Checking Up on Health

By Benita M. Dodd
May 29, 2012
Benita M. Dodd, Vice President, Georgia Public Policy Foundation
– Where to next? While the Supreme Court’s decision is likely a month away, theAmerican people already have made up their minds over the federal health care law, ccording to Grace-Marie Turner of the Galen Institute. Writing in National Review Online, Turner cites opinion polls that show support for the law is at its lowest level since it passed more than two years ago, and two-thirds of Americans say they either want the whole law or the individual mandate overturned.
“Meanwhile, Congress, state governments and businesses across the country are puzzling over ‘what if’ alternatives to try to be ready when the decision is issued,” Turner writes. She offers the three most likely options. If the court upholds the law, expect ballot box battles and “a parade” of new awsuits. If the court upholds part of the law, expect a battle over “fixes.” And if the court tosses out the entire law, “activist groups that have been the strongest supporters of Obamacare will instantly take to the airwaves and possibly the streets. To calm the protests, a new and very different conversation must begin right away about viable short- and long-term solutions.”

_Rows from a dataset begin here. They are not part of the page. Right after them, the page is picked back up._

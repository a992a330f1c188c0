use anyhow::Result;
use serde::Deserialize;
use anyhow::anyhow;

#[derive(Debug, Clone, Deserialize, Default)]
pub struct AppConfig {
    #[serde(default)]
    pub server: ServerConfig,
    #[serde(default)]
    pub database: DatabaseConfig,
    #[serde(default)]
    pub storage: StorageConfig,
    #[serde(default)]
    pub loans: LoansConfig,
    #[serde(default)]
    pub info: InfoConfig,
    #[serde(default)]
    pub log: LogConfig,
}

#[derive(Debug, Clone, Deserialize)]
pub struct ServerConfig {
    pub host: String,
    pub port: u16,
    #[serde(default)]
    pub worker_threads: Option<usize>,
}

impl Default for ServerConfig {
    fn default() -> Self {
        Self { host: "127.0.0.1".into(), port: 8090, worker_threads: Some(4) }
    }
}

#[derive(Debug, Clone, Deserialize)]
pub struct DatabaseConfig {
    #[serde(default)]
    pub url: String,
    #[serde(default = "default_max_connections")]
    pub max_connections: u32,
    #[serde(default = "default_min_connections")]
    pub min_connections: u32,
    #[serde(default = "default_connect_timeout")]
    pub connect_timeout_secs: u64,
    #[serde(default = "default_idle_timeout")]
    pub idle_timeout_secs: u64,
    #[serde(default = "default_max_lifetime")]
    pub max_lifetime_secs: u64,
    #[serde(default = "default_acquire_timeout")]
    pub acquire_timeout_secs: u64,
    #[serde(default)]
    pub sqlx_logging: bool,
    /// Apply pending migrations on startup.
    #[serde(default = "default_true")]
    pub run_migrations: bool,
}

impl Default for DatabaseConfig {
    fn default() -> Self {
        Self {
            url: String::new(),
            max_connections: default_max_connections(),
            min_connections: default_min_connections(),
            connect_timeout_secs: default_connect_timeout(),
            idle_timeout_secs: default_idle_timeout(),
            max_lifetime_secs: default_max_lifetime(),
            acquire_timeout_secs: default_acquire_timeout(),
            sqlx_logging: false,
            run_migrations: true,
        }
    }
}

fn default_max_connections() -> u32 { 10 }
fn default_min_connections() -> u32 { 2 }
fn default_connect_timeout() -> u64 { 30 }
fn default_idle_timeout() -> u64 { 600 }
fn default_max_lifetime() -> u64 { 3600 }
fn default_acquire_timeout() -> u64 { 30 }
fn default_true() -> bool { true }

/// Which loan repository backs the service.
#[derive(Debug, Clone, Copy, Deserialize, Default, PartialEq, Eq)]
#[serde(rename_all = "lowercase")]
pub enum StorageBackend {
    #[default]
    Postgres,
    Memory,
}

#[derive(Debug, Clone, Deserialize, Default)]
pub struct StorageConfig {
    #[serde(default)]
    pub backend: StorageBackend,
}

/// `loans.loan_number` holds 64 characters; 12 of them are the generated digits.
pub const MAX_LOAN_NUMBER_PREFIX_LEN: usize = 64 - 12;

/// Defaults applied to every newly created loan account.
#[derive(Debug, Clone, Deserialize)]
pub struct LoansConfig {
    #[serde(default = "default_loan_type")]
    pub loan_type: String,
    #[serde(default = "default_total_loan")]
    pub total_loan: i32,
    #[serde(default)]
    pub loan_number_prefix: String,
}

impl Default for LoansConfig {
    fn default() -> Self {
        Self {
            loan_type: default_loan_type(),
            total_loan: default_total_loan(),
            loan_number_prefix: String::new(),
        }
    }
}

fn default_loan_type() -> String { "Home Loan".to_string() }
fn default_total_loan() -> i32 { 100_000 }

#[derive(Debug, Clone, Deserialize)]
pub struct InfoConfig {
    #[serde(default = "default_build_version")]
    pub build_version: String,
    #[serde(default = "default_message")]
    pub message: String,
    #[serde(default)]
    pub contact: ContactConfig,
}

impl Default for InfoConfig {
    fn default() -> Self {
        Self { build_version: default_build_version(), message: default_message(), contact: ContactConfig::default() }
    }
}

fn default_build_version() -> String { "1.0".to_string() }
fn default_message() -> String { "Welcome to the loans service".to_string() }

#[derive(Debug, Clone, Deserialize, Default)]
pub struct ContactConfig {
    #[serde(default)]
    pub name: String,
    #[serde(default)]
    pub email: String,
    #[serde(default)]
    pub on_call_support: Vec<String>,
}

#[derive(Debug, Clone, Copy, Deserialize, Default, PartialEq, Eq)]
#[serde(rename_all = "lowercase")]
pub enum LogFormat {
    #[default]
    Compact,
    Json,
}

#[derive(Debug, Clone, Deserialize, Default)]
pub struct LogConfig {
    #[serde(default)]
    pub format: LogFormat,
}

pub fn load_from_file(path: &str) -> Result<AppConfig> {
    let content = std::fs::read_to_string(path)?;
    load_from_str(&content)
}

pub fn load_from_str(content: &str) -> Result<AppConfig> {
    let cfg: AppConfig = toml::from_str(content)?;
    Ok(cfg)
}

impl AppConfig {
    /// Config without a file on disk: defaults plus `SERVER_HOST`/`SERVER_PORT`/`STORAGE_BACKEND`/`DATABASE_URL`.
    pub fn from_env() -> Result<Self> {
        let mut cfg = AppConfig::default();
        cfg.apply_env(|key| std::env::var(key).ok())?;
        cfg.normalize_and_validate()?;
        Ok(cfg)
    }

    fn apply_env(&mut self, var: impl Fn(&str) -> Option<String>) -> Result<()> {
        if let Some(host) = var("SERVER_HOST") {
            self.server.host = host;
        }
        if let Some(port) = var("SERVER_PORT") {
            self.server.port = port
                .trim()
                .parse::<u16>()
                .map_err(|_| anyhow!("SERVER_PORT must be a port number in 1..=65535, got {:?}", port))?;
        }
        if let Some(backend) = var("STORAGE_BACKEND") {
            self.storage.backend = match backend.to_ascii_lowercase().as_str() {
                "memory" => StorageBackend::Memory,
                "postgres" => StorageBackend::Postgres,
                _ => return Err(anyhow!("STORAGE_BACKEND must be \"postgres\" or \"memory\", got {:?}", backend)),
            };
        }
        Ok(())
    }

    pub fn normalize_and_validate(&mut self) -> Result<()> {
        self.server.normalize()?;
        self.loans.validate()?;
        if self.storage.backend == StorageBackend::Postgres {
            self.database.normalize_from_env();
            self.database.validate()?;
        }
        Ok(())
    }
}

impl ServerConfig {
    fn normalize(&mut self) -> Result<()> {
        if self.host.trim().is_empty() {
            self.host = "127.0.0.1".to_string();
        }
        if self.port == 0 {
            return Err(anyhow!("server.port must be in 1..=65535"));
        }
        match self.worker_threads {
            Some(0) | None => self.worker_threads = Some(4),
            Some(_) => {}
        }
        Ok(())
    }
}

impl DatabaseConfig {
    pub fn normalize_from_env(&mut self) {
        if self.url.trim().is_empty() {
            if let Ok(url) = std::env::var("DATABASE_URL") {
                self.url = url;
            }
        }
    }

    pub fn validate(&self) -> Result<()> {
        if self.url.trim().is_empty() {
            return Err(anyhow!("database.url is empty; set it in config.toml or DATABASE_URL"));
        }
        let lower = self.url.to_lowercase();
        if !(lower.starts_with("postgresql://") || lower.starts_with("postgres://") || lower.starts_with("sqlite:")) {
            return Err(anyhow!("database.url must start with postgres://, postgresql:// or sqlite:"));
        }
        if self.min_connections == 0 {
            return Err(anyhow!("database.min_connections must be >= 1"));
        }
        if self.max_connections < self.min_connections {
            return Err(anyhow!("database.max_connections must be >= min_connections"));
        }
        if self.connect_timeout_secs == 0 || self.acquire_timeout_secs == 0 {
            return Err(anyhow!("database timeouts must be positive seconds"));
        }
        Ok(())
    }
}

impl LoansConfig {
    fn validate(&self) -> Result<()> {
        if self.loan_type.trim().is_empty() {
            return Err(anyhow!("loans.loan_type must not be empty"));
        }
        if self.total_loan < 0 {
            return Err(anyhow!("loans.total_loan must be >= 0"));
        }
        if !self.loan_number_prefix.chars().all(|c| c.is_ascii_alphanumeric() || c == '-') {
            return Err(anyhow!("loans.loan_number_prefix may only contain alphanumerics and '-'"));
        }
        if self.loan_number_prefix.len() > MAX_LOAN_NUMBER_PREFIX_LEN {
            return Err(anyhow!(
                "loans.loan_number_prefix must be at most {} characters",
                MAX_LOAN_NUMBER_PREFIX_LEN
            ));
        }
        Ok(())
    }
}

#[cfg(test)]
mod tests {
    use super::*;

    #[test]
    fn empty_file_yields_defaults() {
        let cfg = load_from_str("").unwrap();
        assert_eq!(cfg.server.port, 8090);
        assert_eq!(cfg.loans.loan_type, "Home Loan");
        assert_eq!(cfg.loans.total_loan, 100_000);
        assert_eq!(cfg.storage.backend, StorageBackend::Postgres);
        assert_eq!(cfg.log.format, LogFormat::Compact);
    }

    #[test]
    fn parses_sections() {
        let cfg = load_from_str(
            r#"
            [server]
            host = "0.0.0.0"
            port = 9000

            [storage]
            backend = "memory"

            [loans]
            loan_type = "Car Loan"
            total_loan = 50000
            loan_number_prefix = "LN"

            [info]
            build_version = "3.1"
            contact = { name = "Loans Desk", email = "loans@example.com", on_call_support = ["+1-555-0100"] }

            [log]
            format = "json"
            "#,
        )
        .unwrap();
        assert_eq!(cfg.server.host, "0.0.0.0");
        assert_eq!(cfg.storage.backend, StorageBackend::Memory);
        assert_eq!(cfg.loans.total_loan, 50_000);
        assert_eq!(cfg.loans.loan_number_prefix, "LN");
        assert_eq!(cfg.info.build_version, "3.1");
        assert_eq!(cfg.info.contact.on_call_support.len(), 1);
        assert_eq!(cfg.log.format, LogFormat::Json);
    }

    #[test]
    fn memory_backend_skips_database_validation() {
        let mut cfg = load_from_str("[storage]\nbackend = \"memory\"\n[server]\nhost = \"\"\nport = 8090\nworker_threads = 0\n").unwrap();
        cfg.normalize_and_validate().unwrap();
        assert_eq!(cfg.server.host, "127.0.0.1");
        assert_eq!(cfg.server.worker_threads, Some(4));
    }

    #[test]
    fn rejects_bad_database_url() {
        let db = DatabaseConfig { url: "mysql://localhost/loans".into(), ..DatabaseConfig::default() };
        assert!(db.validate().is_err());
        let db = DatabaseConfig { url: "postgres://localhost/loans".into(), ..DatabaseConfig::default() };
        assert!(db.validate().is_ok());
    }

    #[test]
    fn rejects_negative_default_total() {
        let mut cfg = load_from_str("[storage]\nbackend = \"memory\"\n[loans]\ntotal_loan = -1\n").unwrap();
        assert!(cfg.normalize_and_validate().is_err());
    }

    #[test]
    fn loan_number_prefix_fits_the_column() {
        let ok = format!("[storage]\nbackend = \"memory\"\n[loans]\nloan_number_prefix = \"{}\"\n", "A".repeat(52));
        load_from_str(&ok).unwrap().normalize_and_validate().unwrap();

        let long = format!("[storage]\nbackend = \"memory\"\n[loans]\nloan_number_prefix = \"{}\"\n", "A".repeat(53));
        let err = load_from_str(&long).unwrap().normalize_and_validate().unwrap_err();
        assert!(err.to_string().contains("at most 52"), "{err}");
    }

    fn fake_env(pairs: &[(&str, &str)]) -> impl Fn(&str) -> Option<String> {
        let vars: std::collections::HashMap<String, String> =
            pairs.iter().map(|(k, v)| (k.to_string(), v.to_string())).collect();
        move |key: &str| vars.get(key).cloned()
    }

    #[test]
    fn env_overrides_are_parsed_strictly() {
        let mut cfg = AppConfig::default();
        cfg.apply_env(fake_env(&[("SERVER_PORT", "9100"), ("STORAGE_BACKEND", "Memory")])).unwrap();
        assert_eq!(cfg.server.port, 9100);
        assert_eq!(cfg.storage.backend, StorageBackend::Memory);

        for bad in ["80a", "70000", "-1", ""] {
            let mut cfg = AppConfig::default();
            assert!(cfg.apply_env(fake_env(&[("SERVER_PORT", bad)])).is_err(), "{bad:?}");
            assert_eq!(cfg.server.port, 8090);
        }

        let mut cfg = AppConfig::default();
        assert!(cfg.apply_env(fake_env(&[("STORAGE_BACKEND", "redis")])).is_err());
    }
}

– Ongoing litigation: More than a dozen Catholic bishops — including Washington’s — sued the Obama administration last week, ratcheting up the standoff between church officials and the White House over a government mandate requiring employers to provide contraception coverage. Catholic bishops were already leading the fight against the mandate, which requires most religious organizations to provide the coverage, although houses of worship are exempt. Other conservative religious organizations had filed lawsuits this year. But 12 lawsuits on behalf of 43 separate institutions involved only Catholics and for the first time included 13 dioceses — the seats of the bishops themselves.  Catholic dioceses and schools are suing the Obama administration over its birth control mandate. A plaintiff, Catholic University of America, says the rule violates their constitutional rights and turns their teachings into an act of hypocrisy. Source: Washington Post
– Fighting dangerous drugs: As long as Middle Eastern, Chinese and Indian businessmen can make fake drugs without much likelihood of discovery or prosecution, someone will always work out ways to get those fake drugs into the U.S. supply chain, notes Roger Bate, resident scholar at the American Enterprise Institute and author of “Phake: The Deadly World of Falsified and Substandard Medicines.”  Current U.S. government approaches to this problem focus on increasing intellectual property enforcement and having more FDA inspectors to oversee foreign production plants. FDA inspections will spot some problems; the U.S. IP law is also valuable, but pushing IP law aggressively creates politically influential commercial opponents in nations we need as allies in the fight against dangerous drugs. What the U.S. government should be pushing for, but isn’t, is better international public health law against fake drugs, Bate maintains. “A treaty against fake drugs would help countries currently awash in fake drugs to create laws based on public health considerations and not intellectual property rights.”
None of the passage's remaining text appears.